## Source material
################

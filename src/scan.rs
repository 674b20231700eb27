use log::{debug, trace, warn};

use crate::image::ModuleImage;
use crate::pattern::{self, PatternEntry};
use crate::simd::{self, SetBits, LANES};
use crate::Error;

/// What the scanner does with a signature that contains no fixed byte.
#[derive(Debug, Clone, Copy, Default, PartialEq, Eq, Hash)]
pub enum WildcardPolicy {
    /// Fail with [`ScanError::NoFixedByte`].
    #[default]
    Reject,
    /// Report a match at the start of the scanned region, as long as the
    /// signature fits in it. No bytes are read.
    MatchStart,
}

/// An error in the signature scanner.<br>
/// These are caller contract violations. A signature that is simply absent
/// is not an error, and is reported as `Ok(None)`.
#[derive(Debug, Clone, PartialEq, Eq, thiserror::Error)]
pub enum ScanError {
    /// Thrown when the signature has no entries.
    #[error("the signature is empty")]
    EmptySignature,
    /// Thrown when the signature only contains wildcards and the scanner
    /// uses [`WildcardPolicy::Reject`].
    #[error("the signature has no fixed byte to anchor the search")]
    NoFixedByte,
}

/// Scratch buffers built from the signature for a single scan.<br><br>
///
/// `pattern[i]` holds the entry value and `mask[i]` is `0xFF` for fixed
/// entries and `0x00` for wildcards. `lead` is the index of the first fixed
/// entry, used to pre-filter candidates.
struct Needle {
    pattern: Vec<u8>,
    mask: Vec<u8>,
    lead: usize,
}

impl Needle {
    fn new(entries: &[PatternEntry], lead: usize) -> Self {
        let (pattern, mask) = entries
            .iter()
            .map(|entry| (entry.value, if entry.fixed { 0xFF } else { 0x00 }))
            .unzip();

        Self { pattern, mask, lead }
    }

    fn len(&self) -> usize {
        self.pattern.len()
    }

    /// Masked comparison of the needle against `memory`, which must be
    /// exactly as long as the needle.<br><br>
    ///
    /// Full blocks are compared 16 bytes at a time, the remainder byte by
    /// byte, skipping wildcard positions.
    #[inline(always)]
    fn matches(&self, memory: &[u8]) -> bool {
        let mut offset = 0;

        while let (Some(pattern), Some(chunk), Some(mask)) = (
            self.pattern[offset..].first_chunk::<LANES>(),
            memory[offset..].first_chunk::<LANES>(),
            self.mask[offset..].first_chunk::<LANES>(),
        ) {
            if !simd::masked_eq(pattern, chunk, mask) {
                return false;
            }
            offset += LANES;
        }

        (offset..self.len()).all(|i| self.mask[i] == 0 || memory[i] == self.pattern[i])
    }

    /// Finds the lowest offset of `data` at which the needle matches.
    fn find(&self, data: &[u8]) -> Option<usize> {
        let length = self.len();
        // Last offset at which the whole needle still fits.
        let last = data.len().checked_sub(length)?;
        let anchor = self.pattern[self.lead];

        trace!(
            "scanning {:#x} bytes for anchor {:#04x} at index {}",
            data.len(),
            anchor,
            self.lead
        );

        // Strided sweep. A stride is only taken while all of its 16 candidates
        // are valid starts, which also keeps the anchor load in bounds since
        // `lead < length`.
        let mut position = 0;
        while position + LANES <= last + 1 {
            let Some(block) = data[position + self.lead..].first_chunk::<LANES>() else {
                break;
            };

            for lane in SetBits::new(simd::eq_mask(block, anchor)) {
                let candidate = position + lane;
                if self.matches(&data[candidate..candidate + length]) {
                    return Some(candidate);
                }
            }

            position += LANES;
        }

        // Scalar tail for the starts the sweep could not cover.
        (position..=last).find(|&candidate| {
            data[candidate + self.lead] == anchor
                && self.matches(&data[candidate..candidate + length])
        })
    }
}

/// Single-result signature scanner.<br><br>
///
/// Finds the first occurrence of a signature in a byte region, comparing 16
/// bytes at a time and falling back to single bytes at the end of the region.
///
/// # Examples
///
/// ```
/// let data = b"\xCC\xCC\x48\x8B\x05\x10\x20\x30\x40\xC3";
/// let signature = sigscan::parse("48 8B 05 ?? ?? ?? ??");
///
/// let offset = sigscan::Scanner::new().find(data, &signature).unwrap();
/// assert_eq!(offset, Some(2));
/// ```
#[derive(Debug, Clone, Copy, Default, PartialEq, Eq, Hash)]
pub struct Scanner {
    wildcard_policy: WildcardPolicy,
}

impl Scanner {
    /// Creates a scanner that rejects signatures without a fixed byte.
    pub fn new() -> Self {
        Self::default()
    }

    /// Sets how signatures made only of wildcards are handled.<br><br>
    ///
    /// # Arguments
    /// * `policy` - The policy to use.
    ///
    /// # Returns
    /// The current instance of the scanner.
    pub fn with_wildcard_policy(mut self, policy: WildcardPolicy) -> Self {
        self.wildcard_policy = policy;
        self
    }

    pub fn wildcard_policy(&self) -> WildcardPolicy {
        self.wildcard_policy
    }

    /// Finds the first occurrence of a signature in `data`.<br><br>
    ///
    /// No byte outside of `data` is ever read.<br><br>
    ///
    /// # Arguments
    /// * `data` - The region to scan.
    /// * `entries` - The signature to search for.
    ///
    /// # Returns
    /// `Ok(Some(offset))` for the lowest matching offset in `data`,
    /// `Ok(None)` if the signature does not occur, or an error if the
    /// signature is unusable.
    pub fn find(&self, data: &[u8], entries: &[PatternEntry]) -> Result<Option<usize>, ScanError> {
        if entries.is_empty() {
            return Err(ScanError::EmptySignature);
        }

        let Some(lead) = pattern::lead(entries) else {
            return match self.wildcard_policy {
                WildcardPolicy::Reject => Err(ScanError::NoFixedByte),
                WildcardPolicy::MatchStart => {
                    warn!(
                        "signature of {} bytes has no fixed byte, matching the region start",
                        entries.len()
                    );
                    Ok((entries.len() <= data.len()).then_some(0))
                }
            };
        };

        let found = Needle::new(entries, lead).find(data);
        match found {
            Some(offset) => debug!("signature matched at offset {:#x}", offset),
            None => debug!("signature not found in {:#x} bytes", data.len()),
        }

        Ok(found)
    }

    /// Finds the first occurrence of a signature in the code section of a
    /// module image.<br><br>
    ///
    /// # Arguments
    /// * `image` - The module image.
    /// * `entries` - The signature to search for.
    ///
    /// # Returns
    /// The absolute address of the match, `Ok(None)` if there is none, or an
    /// error if the image has no usable code section or the signature is
    /// unusable.
    pub fn find_in_image(
        &self,
        image: &ModuleImage<'_>,
        entries: &[PatternEntry],
    ) -> Result<Option<usize>, Error> {
        let section = image.code_section()?;
        let data = image.section_data(section)?;

        debug!(
            "scanning section {} at {:#x} ({:#x} bytes)",
            section.name(),
            section.start(),
            section.size()
        );

        Ok(self
            .find(data, entries)?
            .map(|offset| section.start() + offset))
    }
}
use std::collections::BTreeMap;

use log::{debug, error, trace};

use super::{AllocError, Memory, PlatformAllocator};
use crate::{Address, AddrSeg};

/// Options for an [`Arena`].
#[derive(Debug, Clone)]
pub struct ArenaOptions<A: Address> {
    /// First mapped address. Must be non-zero, zero is the null address.
    pub base: A,
    /// Number of mapped units.
    pub capacity: A,
    /// Initial content of the backing memory, so unzeroed spans are visible.
    pub fill: u8,
}

impl Default for ArenaOptions<u16> {
    fn default() -> Self {
        Self {
            base: 0x0100,
            capacity: 0x0800,
            fill: 0xA5,
        }
    }
}

/// A simulated bounded address space, such as the RAM of a 16-bit target.
///
/// Blocks are handed out bottom-up. Freeing the topmost block gives its
/// space back; any other freed block stays used until the arena is dropped.
#[derive(Debug, Clone)]
pub struct Arena<A: Address> {
    span: AddrSeg<A>,
    memory: Vec<u8>,
    /// Offset of the first unused unit.
    next: A,
    live: BTreeMap<A, A>,
}

impl<A: Address> Arena<A> {
    pub fn new(options: ArenaOptions<A>) -> Result<Self, AllocError> {
        let span = AddrSeg::from_addr_size(options.base, options.capacity);
        if options.base == A::ZERO || !span.is_valid() {
            return Err(AllocError::InvalidSegment);
        }
        let len = options
            .capacity
            .to_usize()
            .ok_or(AllocError::AllocationFailure {
                size: options.capacity.to_u64(),
            })?;

        debug!("arena mapped at {span}");
        Ok(Self {
            span,
            memory: vec![options.fill; len],
            next: A::ZERO,
            live: BTreeMap::new(),
        })
    }

    /// The mapped address range.
    pub fn span(&self) -> AddrSeg<A> {
        self.span
    }

    pub fn used(&self) -> A {
        self.next
    }

    pub fn available(&self) -> A {
        self.span.size - self.next
    }

    pub fn live_blocks(&self) -> usize {
        self.live.len()
    }

    fn offset_range(&self, seg: AddrSeg<A>) -> Option<std::ops::Range<usize>> {
        if !seg.is_inside(&self.span) {
            return None;
        }
        let offset = (seg.start - self.span.start).to_usize()?;
        let len = seg.size.to_usize()?;
        Some(offset..offset + len)
    }
}

impl<A: Address> Memory for Arena<A> {
    type Addr = A;

    fn bytes(&self, seg: AddrSeg<A>) -> Option<&[u8]> {
        let range = self.offset_range(seg)?;
        self.memory.get(range)
    }

    fn bytes_mut(&mut self, seg: AddrSeg<A>) -> Option<&mut [u8]> {
        let range = self.offset_range(seg)?;
        self.memory.get_mut(range)
    }
}

impl<A: Address> PlatformAllocator for Arena<A> {
    fn allocate(&mut self, size: A) -> Option<A> {
        if size == A::ZERO || size > self.available() {
            trace!(
                "arena cannot fit {size} units, {} available",
                self.available()
            );
            return None;
        }

        let addr = self.span.start + self.next;
        self.next = self.next + size;
        self.live.insert(addr, size);
        trace!("arena block {:#X}+{:#X}", addr, size);
        Some(addr)
    }

    fn deallocate(&mut self, addr: A, size: A) {
        if self.live.get(&addr) != Some(&size) {
            error!("arena free of unknown block {:#X}+{:#X}", addr, size);
            return;
        }
        self.live.remove(&addr);

        let offset = addr - self.span.start;
        if offset + size == self.next {
            self.next = offset;
        }
    }

    fn owns(&self, seg: AddrSeg<A>) -> bool {
        self.live.get(&seg.start) == Some(&seg.size)
    }
}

################

## What is needed
Copy out precisely the lines from the line with "offset += LANES;" to the line with "bytes for anchor" in the material above, including those two lines and omitting all the rest.

## Solution to this problem
            offset += LANES;
        }

        (offset..self.len()).all(|i| self.mask[i] == 0 || memory[i] == self.pattern[i])
    }

    /// Finds the lowest offset of `data` at which the needle matches.
    fn find(&self, data: &[u8]) -> Option<usize> {
        let length = self.len();
        // Last offset at which the whole needle still fits.
        let last = data.len().checked_sub(length)?;
        let anchor = self.pattern[self.lead];

        trace!(
            "scanning {:#x} bytes for anchor {:#04x} at index {}",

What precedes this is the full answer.